Judge orders LAPD to destroy photos taken inside BLM attorney’s home while hunting a thief

A Los Angeles judge sided with a Black Lives Matter leader’s attorney and ordered police to destroy photos obtained through an alleged “swatting” incident that triggered an internal affairs investigation.

BLM’s ongoing conflicts with law enforcement took a new turn in Los Angeles amid an ongoing lawsuit against the police dating back to 2020. While local leader Melina Abdullah had sued the LAPD for allegedly violating her civil rights during the height of the George Floyd riots in response to a “swatting” incident, her attorney Dermot Givens made the same claim after a Tuesday raid at his home.

“It’s totally f*cking embarrassing. I’m not a conspiracy theorist, but this is something that was planned,” claimed the lawyer to the Los Angeles Times.

Givens, one of the lawyers handling Abdullah’s suit against the LAPD, decried the actions of law enforcement whom he alleged “ransacked” his home after an AirTag tracking device was said to have led them to the area related to some theft.

“I go, ‘Are you all swatting me?'” he told the Times. “And they said, ‘Who are you?’ And I said, ‘I live here!'”

The attorney lamented that files regarding Abdullah’s case were out on a table and photographed by the officers executing a warrant said to pertain to an individual named “Tyler.” Erin Darling, another attorney for the California State University, Los Angeles professor of Pan-African studies, filed an application to destroy the photographs, return any materials taken, and provide a copy of the search warrant.

In the filing for which Judge Rupert Byrdsong granted the request, Darling claimed the papers documented contained “portions of Mr. [Givens’] case file, and potentially attorney work product.”

“The LAPD has trampled on [Givens’] attorney work product,” she added.
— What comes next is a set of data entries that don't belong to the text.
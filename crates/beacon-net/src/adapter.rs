//! Wires [`NodeHandle`] into the small `Transport` traits `beacon_engine`
//! and `beacon_sync` depend on (§9 "dynamic dispatch"), so neither crate
//! needs to know `libp2p` exists.
use std::sync::Arc;

use beacon_dkg::{Deal, Justification, Participant, Response};
use beacon_group::Group;
use libp2p::identity::ed25519;
use tokio::sync::{mpsc, Mutex};
use tokio_util::sync::CancellationToken;

use crate::handle::{parse_member_address, DkgInbound, NodeHandle};
use crate::messages::{BeaconRequest, DkgPacketKind, DkgRequest, DkgResponse};

/// Broadcasts a node's partial signature to every other committee
/// member over the beacon protocol. Failures are logged, not
/// propagated: `beacon_engine::Transport::broadcast_partial` returns
/// nothing because the round still succeeds once `t` of `n` members
/// receive it, and a single unreachable peer is not fatal.
pub struct EngineTransport {
    handle: NodeHandle,
    group: Arc<Group>,
    my_index: u32,
}

impl EngineTransport {
    pub fn new(handle: NodeHandle, group: Arc<Group>, my_index: u32) -> Self {
        Self { handle, group, my_index }
    }
}

#[async_trait::async_trait]
impl beacon_engine::Transport for EngineTransport {
    async fn broadcast_partial(&self, round: u64, previous_signature: Vec<u8>, partial: Vec<u8>) {
        let peers: Vec<_> = self
            .group
            .members
            .iter()
            .filter(|m| m.index != self.my_index)
            .cloned()
            .collect();
        for peer in peers {
            let addr = match parse_member_address(&peer.address) {
                Ok(addr) => addr,
                Err(e) => {
                    tracing::warn!(peer = peer.index, error = %e, "skipping unparseable peer address");
                    continue;
                }
            };
            let handle = self.handle.clone();
            let request = BeaconRequest::PartialBeacon {
                round,
                previous_signature: previous_signature.clone(),
                partial_signature: partial.clone(),
            };
            tokio::spawn(async move {
                if let Err(e) = handle.send_beacon_request(&addr, request).await {
                    tracing::warn!(peer = peer.index, error = %e, "partial broadcast to peer failed");
                }
            });
        }
    }
}

/// Pulls a catch-up range from one peer by repeatedly issuing bounded
/// `SyncChain` requests (libp2p `request_response` is request/reply,
/// not a true stream — see `messages::BeaconRequest::SyncChain`) and
/// forwarding each returned beacon in order.
pub struct SyncClientTransport {
    handle: NodeHandle,
    batch_size: u32,
}

impl SyncClientTransport {
    pub fn new(handle: NodeHandle) -> Self {
        Self { handle, batch_size: 64 }
    }
}

#[async_trait::async_trait]
impl beacon_sync::SyncTransport for SyncClientTransport {
    async fn stream_from(
        &self,
        peer: &str,
        from_round: u64,
        tx: mpsc::Sender<beacon_store::Beacon>,
        cancel: &CancellationToken,
    ) -> Result<(), beacon_sync::Error> {
        let addr = parse_member_address(peer).map_err(|e| beacon_sync::Error::PeerUnavailable(e.to_string()))?;
        let mut next_round = from_round;
        loop {
            if cancel.is_cancelled() {
                return Ok(());
            }
            let request = BeaconRequest::SyncChain { from_round: next_round, max_beacons: self.batch_size };
            let response = self
                .handle
                .send_beacon_request(&addr, request)
                .await
                .map_err(|e| beacon_sync::Error::PeerUnavailable(e.to_string()))?;
            let beacons = match response {
                crate::messages::BeaconResponse::Beacons(beacons) => beacons,
                crate::messages::BeaconResponse::Rejected { reason } => {
                    return Err(beacon_sync::Error::PeerUnavailable(reason));
                }
                crate::messages::BeaconResponse::Ack => Vec::new(),
            };
            if beacons.is_empty() {
                return Ok(());
            }
            let got = beacons.len() as u64;
            for beacon in beacons {
                next_round = next_round.max(beacon.round + 1);
                if tx.send(beacon).await.is_err() {
                    return Ok(());
                }
            }
            if got < self.batch_size as u64 {
                return Ok(());
            }
        }
    }
}

/// A response packet's wire form. `beacon_dkg::Response` only carries a
/// verdict; the dealer it concerns is implied by context inside
/// `Participant`, so the broadcast packet bundles it explicitly.
#[derive(Clone, serde::Serialize, serde::Deserialize)]
struct ResponsePacket {
    dealer_index: u32,
    response: Response,
}

/// Drives one node's DKG or resharing ceremony over the network:
/// signs and broadcasts this node's own packets, and verifies,
/// applies, and (where the ceremony calls for it) relays packets
/// received from other members. Owns the only live `Participant` for
/// this ceremony, the same "one task owns the mutable state, everyone
/// else talks to it" shape `EngineTransport` and `NodeHandle` use for
/// the swarm itself.
pub struct DkgService {
    participant: Mutex<Participant>,
    group: Arc<Group>,
    my_index: u32,
    signing_key: ed25519::Keypair,
    handle: NodeHandle,
}

impl DkgService {
    /// Builds the service and spawns its inbound-packet task, handing
    /// back the sender half to be wired into [`crate::handle::Hooks::dkg_tx`].
    pub fn new(
        participant: Participant,
        group: Arc<Group>,
        my_index: u32,
        signing_key: ed25519::Keypair,
        handle: NodeHandle,
    ) -> (Arc<Self>, mpsc::UnboundedSender<DkgInbound>) {
        let service = Arc::new(Self {
            participant: Mutex::new(participant),
            group,
            my_index,
            signing_key,
            handle,
        });
        let (tx, rx) = mpsc::unbounded_channel();
        tokio::spawn(service.clone().run(rx));
        (service, tx)
    }

    async fn run(self: Arc<Self>, mut inbound: mpsc::UnboundedReceiver<DkgInbound>) {
        while let Some(packet) = inbound.recv().await {
            let response = self.handle_inbound(packet.request).await;
            let _ = packet.reply.send(response);
        }
    }

    /// Verifies the sender's signature, applies the packet to the
    /// local ceremony state, and kicks off this node's own follow-on
    /// broadcast (a response to a deal, a justification to a
    /// complaint) where the ceremony calls for one. The follow-on send
    /// runs on its own task so a slow peer can never stall the inbound
    /// handler.
    async fn handle_inbound(self: &Arc<Self>, request: DkgRequest) -> DkgResponse {
        let Some(sender) = self.group.by_index(request.sender_index) else {
            return DkgResponse::Rejected { reason: "unknown sender index".into() };
        };
        let public_key = match ed25519::PublicKey::try_from_bytes(&sender.signing_key) {
            Ok(k) => k,
            Err(_) => return DkgResponse::Rejected { reason: "sender signing key is malformed".into() },
        };
        if !public_key.verify(&request.payload, &request.signature) {
            return DkgResponse::Rejected { reason: "signature verification failed".into() };
        }

        match request.kind {
            DkgPacketKind::Deal => {
                let deal: Deal = match cbor4ii::serde::from_slice(&request.payload) {
                    Ok(d) => d,
                    Err(e) => return DkgResponse::Rejected { reason: e.to_string() },
                };
                let dealer_index = deal.dealer_index;
                let verdict = self.participant.lock().await.receive_deal(deal);
                match verdict {
                    Ok(response) => {
                        let service = self.clone();
                        tokio::spawn(async move { service.broadcast_response(dealer_index, response).await });
                        DkgResponse::Ack
                    }
                    Err(e) => DkgResponse::Rejected { reason: e.to_string() },
                }
            }
            DkgPacketKind::Response => {
                let packet: ResponsePacket = match cbor4ii::serde::from_slice(&request.payload) {
                    Ok(p) => p,
                    Err(e) => return DkgResponse::Rejected { reason: e.to_string() },
                };
                let accuses_me = packet.dealer_index == self.my_index && matches!(packet.response, Response::Complaint { .. });
                self.participant
                    .lock()
                    .await
                    .record_response(packet.dealer_index, request.sender_index, packet.response);
                if accuses_me {
                    let service = self.clone();
                    let responder_index = request.sender_index;
                    tokio::spawn(async move { service.justify_and_broadcast(responder_index).await });
                }
                DkgResponse::Ack
            }
            DkgPacketKind::Justification => {
                let justification: Justification = match cbor4ii::serde::from_slice(&request.payload) {
                    Ok(j) => j,
                    Err(e) => return DkgResponse::Rejected { reason: e.to_string() },
                };
                match self.participant.lock().await.receive_justification(justification) {
                    Ok(()) => DkgResponse::Ack,
                    Err(e) => DkgResponse::Rejected { reason: e.to_string() },
                }
            }
        }
    }

    /// Deals this node's own contribution and broadcasts it to every
    /// other member.
    pub async fn deal_and_broadcast(self: &Arc<Self>, rng: &mut impl rand::RngCore) -> Result<(), beacon_dkg::Error> {
        let deal = self.participant.lock().await.deal(rng)?;
        self.broadcast(DkgPacketKind::Deal, &deal).await;
        Ok(())
    }

    async fn broadcast_response(self: Arc<Self>, dealer_index: u32, response: Response) {
        self.broadcast(DkgPacketKind::Response, &ResponsePacket { dealer_index, response }).await;
    }

    async fn justify_and_broadcast(self: Arc<Self>, responder_index: u32) {
        let justification = self.participant.lock().await.justify(responder_index);
        if let Ok(justification) = justification {
            self.broadcast(DkgPacketKind::Justification, &justification).await;
        }
    }

    async fn broadcast<T: serde::Serialize>(&self, kind: DkgPacketKind, payload: &T) {
        let Ok(bytes) = cbor4ii::serde::to_vec(Vec::new(), payload) else {
            tracing::warn!("failed to encode outbound dkg packet, dropping broadcast");
            return;
        };
        let signature = self.signing_key.sign(&bytes);
        let request = DkgRequest { kind, sender_index: self.my_index, payload: bytes, signature };
        for member in &self.group.members {
            if member.index == self.my_index {
                continue;
            }
            let Ok(addr) = parse_member_address(&member.address) else {
                tracing::warn!(peer = member.index, "skipping unparseable peer address");
                continue;
            };
            let peer_index = member.index;
            let handle = self.handle.clone();
            let request = request.clone();
            tokio::spawn(async move {
                if let Err(e) = handle.send_dkg_request(&addr, request).await {
                    tracing::warn!(peer = peer_index, error = %e, "dkg broadcast to peer failed");
                }
            });
        }
    }

    /// Finalizes the local ceremony once the response (and, if needed,
    /// justification) window has closed.
    pub async fn finalize(&self) -> Result<(beacon_crypto::Share, beacon_crypto::PublicPoly), beacon_dkg::Error> {
        self.participant.lock().await.finalize()
    }

    /// Aborts a ceremony stalled past its response timeout. See
    /// `beacon_dkg::Participant::check_timeout`.
    pub async fn check_timeout(&self) -> bool {
        self.participant.lock().await.check_timeout()
    }
}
Along with the routine rabble-rousing witnessed across the country by BLM activists, in 2020, after the first “swatting” of Abdullah, she could be heard on the doorstep of then-Los Angeles District Attorney Jackie Lacey’s house, confronting the prosecutor’s husband who had pulled a gun in self-defense.

As she asked if the DA was home, David Lacey responded, “I will shoot you, get off my porch!”

In her own reaction to LAPD executing a warrant at Givens’ home, the activist told the Times, “The first thing [I thought] was, like, ‘Oh, that’s crazy that they swatted the attorney who is suing them on my behalf for swatting me. Along with, ‘Is Dermot OK?'”

Likewise, she took to social media to further her allegations against law enforcement and wrote on X, “So now LAPD is swatting the attorneys who represent us? This is NUTS!”

For their part, the LAPD gave a standard response amid an ongoing investigation and spokesperson Capt. Kelly Muniz told the Associated Press “This is an open criminal investigation as well as an internal affairs investigation.”